En este sentido, y antes de analizar si semejante dicotomía es trasladable a la edad media, ¿cómo no ver en las 'cazas de brujas' de la era barroca -precisamente el período en que se estabilizan las naciones-estado en Europa- una lucha simbólica contra lo que significaba la mujer y lo femenino en el orden moderno europeo, y aún más concretamente, en el mundo rural europeo

Los episodios, comunes a toda Europa occidental y a sus colonias de Norteamérica, de la 'caza de brujas' nos ponen sobre una pista definitiva: mujer y mundo rural han concentrado los ataques más virulentos provenientes del núcleo duro de la modernidad, caracterizado precisamente por encarnar los valores del 'pilar del control': híper-racionalismo, cientifismo, tecnicismo, desarrollismo y progresismo, etc... todos ellos valores asociados a la masculinidad.
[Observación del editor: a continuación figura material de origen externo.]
use std::sync::Arc;

use tracing::error;

use tombstone_types::models::{Permission, Post, now_millis};

use crate::error::Denial;
use crate::host::Host;

/// Decides whether a user may redact a post.
///
/// Redaction is a constrained edit, so this applies the same rules the host
/// applies to an ordinary edit. Root-only and not-yet-sealed are checked by
/// the caller.
#[derive(Clone)]
pub struct PermissionGate {
    host: Arc<dyn Host>,
}

impl PermissionGate {
    pub fn new(host: Arc<dyn Host>) -> Self {
        Self { host }
    }

    /// Checks, in order: not deleted, edit permission (own or others'),
    /// within the edit time limit. Stops at the first failure.
    pub fn can_redact(&self, actor_id: &str, channel_id: &str, post: &Post) -> Result<(), Denial> {
        if post.is_deleted() {
            return Err(Denial::AlreadyDeleted);
        }

        let user = self.host.get_user(actor_id).map_err(|e| {
            error!(user_id = actor_id, err = %e, "error fetching user");
            Denial::UserUnavailable
        })?;

        let permission = if post.user_id == user.id {
            Permission::EditPost
        } else {
            Permission::EditOthersPosts
        };
        if !self.host.has_permission_to_channel(&user.id, channel_id, permission) {
            return Err(Denial::NotAuthorized);
        }

        if let Some(limit) = self.host.edit_time_limit() {
            let limit_ms = i64::try_from(limit.as_millis()).unwrap_or(i64::MAX);
            if now_millis() > post.create_at.saturating_add(limit_ms) {
                return Err(Denial::TooOld);
            }
        }

        Ok(())
    }
}
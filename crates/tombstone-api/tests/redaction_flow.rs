use std::time::Duration;

use axum::{
    Router,
    body::Body,
    http::{Request, StatusCode},
};
use http_body_util::BodyExt;
use serde_json::{Value, json};
use tower::ServiceExt;

use tombstone_api::config::Config;
use tombstone_api::middleware::ACTOR_HEADER;
use tombstone_api::routes;
use tombstone_api::state::{AppState, AppStateInner};
use tombstone_db::Database;
use tombstone_db::migrations::DEFAULT_CHANNEL_ID;
use tombstone_gateway::dispatcher::Dispatcher;
use tombstone_types::models::{Post, RedactionState, User};

struct TestApp {
    router: Router,
    state: AppState,
}

impl TestApp {
    fn new() -> Self {
        let config = Config::from_lookup(|key| match key {
            "TOMBSTONE_REACTION_RETRACT_DELAY_MS" => Some("5".to_string()),
            _ => None,
        })
        .unwrap();
        let db = Database::open_in_memory().unwrap();
        let state = AppStateInner::new(db, Dispatcher::new(), &config);
        Self {
            router: routes::router(state.clone()),
            state,
        }
    }

    async fn send(&self, method: &str, uri: &str, actor: Option<&str>, body: Option<Value>) -> (StatusCode, Vec<u8>) {
        let mut builder = Request::builder().method(method).uri(uri);
        if let Some(actor) = actor {
            builder = builder.header(ACTOR_HEADER, actor);
        }
        let request = match body {
            Some(json) => builder
                .header("content-type", "application/json")
                .body(Body::from(json.to_string()))
                .unwrap(),
            None => builder.body(Body::empty()).unwrap(),
        };

        let response = self.router.clone().oneshot(request).await.unwrap();
        let status = response.status();
        let bytes = response.into_body().collect().await.unwrap().to_bytes();
        (status, bytes.to_vec())
    }

    async fn register(&self, username: &str) -> User {
        let (status, body) = self
            .send("POST", "/api/v4/users", None, Some(json!({ "username": username })))
            .await;
        assert_eq!(status, StatusCode::CREATED);
        serde_json::from_slice(&body).unwrap()
    }

    async fn create_post(&self, author: &User, message: &str, root_id: Option<&str>, files: &[&str]) -> Post {
        let body = json!({
            "channel_id": DEFAULT_CHANNEL_ID,
            "message": message,
            "root_id": root_id,
            "file_names": files,
        });
        let (status, body) = self.send("POST", "/api/v4/posts", Some(&author.id), Some(body)).await;
        assert_eq!(status, StatusCode::CREATED);
        serde_json::from_slice(&body).unwrap()
    }

    async fn react(&self, user: &User, post_id: &str, emoji: &str) -> StatusCode {
        let uri = format!("/api/v4/posts/{}/reactions", post_id);
        self.send("POST", &uri, Some(&user.id), Some(json!({ "emoji_name": emoji })))
            .await
            .0
    }

    async fn redact(&self, actor: &User, post_id: &str) -> (StatusCode, String) {
        let uri = format!("/api/v1/redact_root_post?post_id={}", post_id);
        let (status, body) = self.send("POST", &uri, Some(&actor.id), None).await;
        (status, String::from_utf8(body).unwrap())
    }

    async fn fetch(&self, actor: &User, post_id: &str) -> Post {
        let (status, body) = self
            .send("GET", &format!("/api/v4/posts/{}", post_id), Some(&actor.id), None)
            .await;
        assert_eq!(status, StatusCode::OK);
        serde_json::from_slice(&body).unwrap()
    }

    /// Root post with three replies, two reactions and one file.
    async fn thread(&self, author: &User, others: &[&User]) -> Post {
        let root = self.create_post(author, "secret plans", None, &["plans.pdf"]).await;
        for (i, user) in others.iter().cycle().take(3).enumerate() {
            self.create_post(user, &format!("reply {}", i), Some(&root.id), &[]).await;
        }
        assert_eq!(self.react(others[0], &root.id, "thumbsup").await, StatusCode::CREATED);
        assert_eq!(self.react(author, &root.id, "eyes").await, StatusCode::CREATED);
        self.fetch(author, &root.id).await
    }
}

#[tokio::test]
async fn author_redacts_thread_root() {
    let app = TestApp::new();
    let alice = app.register("alice").await;
    let bob = app.register("bob").await;
    let root = app.thread(&alice, &[&bob]).await;
    assert_eq!(root.reply_count, 3);
    let file_id = root.file_ids[0].clone();

    let (status, _) = app.redact(&alice, &root.id).await;
    assert_eq!(status, StatusCode::OK);

    let sealed = app.fetch(&alice, &root.id).await;
    assert_eq!(sealed.message, app.state.workflow.placeholder());
    assert_eq!(sealed.redaction, RedactionState::Sealed);
    assert!(sealed.file_ids.is_empty());
    assert_eq!(sealed.reply_count, 3);
    assert!(!sealed.original_id.is_empty());
    assert!(app.state.db().get_reactions(&root.id).unwrap().is_empty());

    let file = app.state.db().get_file(&file_id).unwrap().unwrap();
    assert_eq!(file.post_id, sealed.original_id);
    let entry = app.state.db().get_ledger_entry(&file_id).unwrap().unwrap();
    assert_eq!(entry.audit_post_id.as_deref(), Some(sealed.original_id.as_str()));

    // The archived revision keeps the original content for audit
    let archived = app.state.db().get_post(&sealed.original_id).unwrap().unwrap();
    assert_eq!(archived.message, "secret plans");
    assert!(archived.is_deleted());
}

#[tokio::test]
async fn redaction_is_permission_checked_and_not_repeatable() {
    let app = TestApp::new();
    let alice = app.register("alice").await;
    let bob = app.register("bob").await;
    let mod_user = app.register("moderator").await;
    app.state
        .db()
        .add_channel_member(DEFAULT_CHANNEL_ID, &mod_user.id, true)
        .unwrap();
    let root = app.thread(&alice, &[&bob]).await;

    let (status, _) = app.redact(&bob, &root.id).await;
    assert_eq!(status, StatusCode::FORBIDDEN);
    assert_eq!(app.fetch(&bob, &root.id).await, root);

    let (status, _) = app.redact(&mod_user, &root.id).await;
    assert_eq!(status, StatusCode::OK);

    let (status, body) = app.redact(&alice, &root.id).await;
    assert_eq!(status, StatusCode::BAD_REQUEST);
    assert!(body.contains("already redacted"), "{}", body);
}

#[tokio::test]
async fn only_thread_roots_can_be_redacted() {
    let app = TestApp::new();
    let alice = app.register("alice").await;
    let lonely = app.create_post(&alice, "no replies", None, &[]).await;

    let (status, _) = app.redact(&alice, &lonely.id).await;
    assert_eq!(status, StatusCode::BAD_REQUEST);
    assert_eq!(app.fetch(&alice, &lonely.id).await.message, "no replies");
}

#[tokio::test]
async fn malformed_confirmation_is_rejected() {
    let app = TestApp::new();
    let alice = app.register("alice").await;

    let (status, body) = app.send("POST", "/api/v1/redact_root_post", Some(&alice.id), None).await;
    assert_eq!(status, StatusCode::BAD_REQUEST);
    assert_eq!(body, b"Invalid post ID");

    let (status, body) = app
        .send("POST", "/api/v1/redact_root_post?post_id=abc", Some("not-a-user"), None)
        .await;
    assert_eq!(status, StatusCode::BAD_REQUEST);
    assert_eq!(body, b"Invalid user ID");

    let (status, _) = app.send("POST", "/api/v1/redact_root_post?post_id=abc", None, None).await;
    assert_eq!(status, StatusCode::UNAUTHORIZED);
}

#[tokio::test]
async fn sealed_post_rejects_edits() {
    let app = TestApp::new();
    let alice = app.register("alice").await;
    let bob = app.register("bob").await;
    let root = app.thread(&alice, &[&bob]).await;

    let uri = format!("/api/v4/posts/{}", root.id);
    let (status, _) = app
        .send("PUT", &uri, Some(&alice.id), Some(json!({ "message": "typo fix" })))
        .await;
    assert_eq!(status, StatusCode::OK);

    app.redact(&alice, &root.id).await;
    let channel_admin = app.register("moderator").await;
    app.state
        .db()
        .add_channel_member(DEFAULT_CHANNEL_ID, &channel_admin.id, true)
        .unwrap();

    for editor in [&alice, &channel_admin] {
        let (status, body) = app
            .send("PUT", &uri, Some(&editor.id), Some(json!({ "message": "back again" })))
            .await;
        assert_eq!(status, StatusCode::FORBIDDEN);
        assert_eq!(body, b"Redacted root post cannot be edited");
    }
    assert_eq!(app.fetch(&alice, &root.id).await.message, app.state.workflow.placeholder());
}

#[tokio::test]
async fn reactions_on_sealed_post_are_retracted() {
    let app = TestApp::new();
    let alice = app.register("alice").await;
    let bob = app.register("bob").await;
    let root = app.thread(&alice, &[&bob]).await;
    app.redact(&alice, &root.id).await;

    assert_eq!(app.react(&bob, &root.id, "tada").await, StatusCode::CREATED);

    let mut remaining = app.state.db().get_reactions(&root.id).unwrap();
    for _ in 0..200 {
        if remaining.is_empty() {
            break;
        }
        tokio::time::sleep(Duration::from_millis(10)).await;
        remaining = app.state.db().get_reactions(&root.id).unwrap();
    }
    assert!(remaining.is_empty(), "reaction survived: {:?}", remaining);
}

#[tokio::test]
async fn slash_command_validates_before_opening_dialog() {
    let app = TestApp::new();
    let alice = app.register("alice").await;
    let bob = app.register("bob").await;
    let root = app.thread(&alice, &[&bob]).await;

    let command = |text: String| json!({ "command": text, "trigger_id": "trigger" });

    let (status, body) = app
        .send("POST", "/api/v1/commands", Some(&alice.id), Some(command("/redactroot".into())))
        .await;
    assert_eq!(status, StatusCode::OK);
    let text = serde_json::from_slice::<Value>(&body).unwrap()["text"].as_str().unwrap().to_string();
    assert!(text.starts_with("Can't redact root post: invalid number of arguments"), "{}", text);

    let (status, body) = app
        .send("POST", "/api/v1/commands", Some(&bob.id), Some(command(format!("/redactroot {}", root.id))))
        .await;
    assert_eq!(status, StatusCode::OK);
    let reply: Value = serde_json::from_slice(&body).unwrap();
    assert!(reply["text"].as_str().unwrap().starts_with("Can't redact root post: "));

    let mut events = app.state.dispatcher().subscribe();
    let (status, body) = app
        .send("POST", "/api/v1/commands", Some(&alice.id), Some(command(format!("/redactroot {}", root.id))))
        .await;
    assert_eq!(status, StatusCode::OK);
    assert_eq!(serde_json::from_slice::<Value>(&body).unwrap(), json!({}));
    let opened = events.recv().await.unwrap();
    assert_eq!(opened.event.target_user(), Some(alice.id.as_str()));
}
No es casualidad que la 'caza de brujas' se originara y tuviera mayor intensidad precisamente en las regiones que se habían acogido con más fervor a la Reforma protestante, que son precisamente aquellas en que tuvieron su origen el capitalismo y la revolución industrial. Abundando en esto es sabido el severo mazazo que supuso el avance del puritanismo de los países del norte de Europa para todas las mujeres del continente europeo, que fueron completamente desterradas de toda presencia en la sociedad, pero sobre todo para aquellas que pertenecían a las nuevas clases sociales, burguesas y adineradas, que son quienes, en la modernidad, siempre han llevado la voz cantante, marcando las tendencias y modas de toda la sociedad. Entre las clases populares esta misoginia siempre fue mucho menor -aunque tan solo fuera en el peor de los casos como mera estrategia de supervivencia, era necesaria la colaboración y el reparto del trabajo y la responsabilidad- y, cuando aconteció, no fue sino por imitación de las clases populares hacia las élites burguesas. Un ejemplo de esto en la historia de España fue la resistencia popular del pueblo español contra la invasión francesa -mientras las élites políticas y económicas claudicaban y pactaban ante el invasor-, resistencia en la que el papel de las mujeres fue decisivo y capital, como es ampliamente aceptado y reconocido por numerosos autores.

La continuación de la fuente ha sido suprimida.